Defendant Frank Ryan appeals as of right from a judgment entered pursuant to the jury's verdict in favor of plaintiffs. Because we find that plaintiff should have brought this suit as a third-party claim under the no-fault act, MCL 500.3135; MSA 24.13135, we reverse.
I.
Plaintiff Edward Gunsell injured his back while working as a mail dispatcher for the United States Postal Service. Defendant is an independent contractor hired by the postal service to deliver mail. Plaintiff injured his back when he lifted the rear door of defendant's small semi-truck, which was not working properly. Plaintiff recovered his lost wages and medical expenses under the Federal Employees Compensation Act, 5 USC 8101 et seq. He also filed a first-party claim for personal injury protection benefits with his automobile insurance carrier. His carrier apparently denied the claim under the parked vehicle provision of the no-fault act, MCL 500.3106(2)(a); MSA 24.13106(2)(a).
Plaintiff then brought this lawsuit against defendants Frank Ryan, the owner of the delivery company, and Wayne Fenlon, the truck's driver, claiming that their failure to properly maintain the semi-truck door caused his injuries. Initially, plaintiff appeared to bring this suit as a third-party claim under the no-fault act. MCL 500.3135(1); MSA 24.13135(1). However, after plaintiff filed suit, federal authorities filed a lien to recover the cost of plaintiff's federal benefits from any tort recovery. See 5 USC ยง 8132. Plaintiff then moved to change the case designation from "NI," which signifies a personal injury claim arising out of the use of a motor vehicle, to "NO," which signifies all other personal injury claims. MCR 8.117(3)(a),(h). He also moved to dismiss those portions of his complaint concerning the no-fault act, so that he could proceed under a general negligence principle.

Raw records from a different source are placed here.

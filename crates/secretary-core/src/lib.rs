//! Record model, occupancy rule, and the storage and clock seams.
//!
//! No HTTP, no database, no parsing. Every other crate in the workspace
//! builds on these types.

#![allow(async_fn_in_trait)]

pub mod clock;
pub mod error;
pub mod occupancy;
pub mod record;
pub mod store;

pub use error::{Error, Result};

The trial court granted plaintiff's motion. Its ruling eased plaintiff's burden at trial, because plaintiff no longer had to prove a serious impairment of body function, and allowed him to pursue economic damages he could not have recovered under the no-fault act. MCL 500.3135(1); MSA 24.13135(1). Following a trial, the jury awarded plaintiff economic damages for lost wages and medical expenses (the amount of the federal lien) and non-economic damages. The jury found defendant Fenlon not negligent.
On appeal defendant Ryan argues that the trial court erred when it allowed plaintiff to bypass the strictures of the no-fault act, because defendant's liability was premised on its ownership, operation, maintenance, or use of a motor vehicle. Whether the trial court erred in granting plaintiff's motion to amend his complaint to bring this action as a straight negligence suit is a question of law; as such, we review it de novo. Fredericks v Highland Twp, 228 Mich App 575, 583; 579 NW2d 441 (1998). We agree with defendant and hold that this case should have been decided under the no-fault statute with its attendant limitations on third-party liability. Consequently, the trial court erred in permitting plaintiff to bring this suit outside of the no-fault act.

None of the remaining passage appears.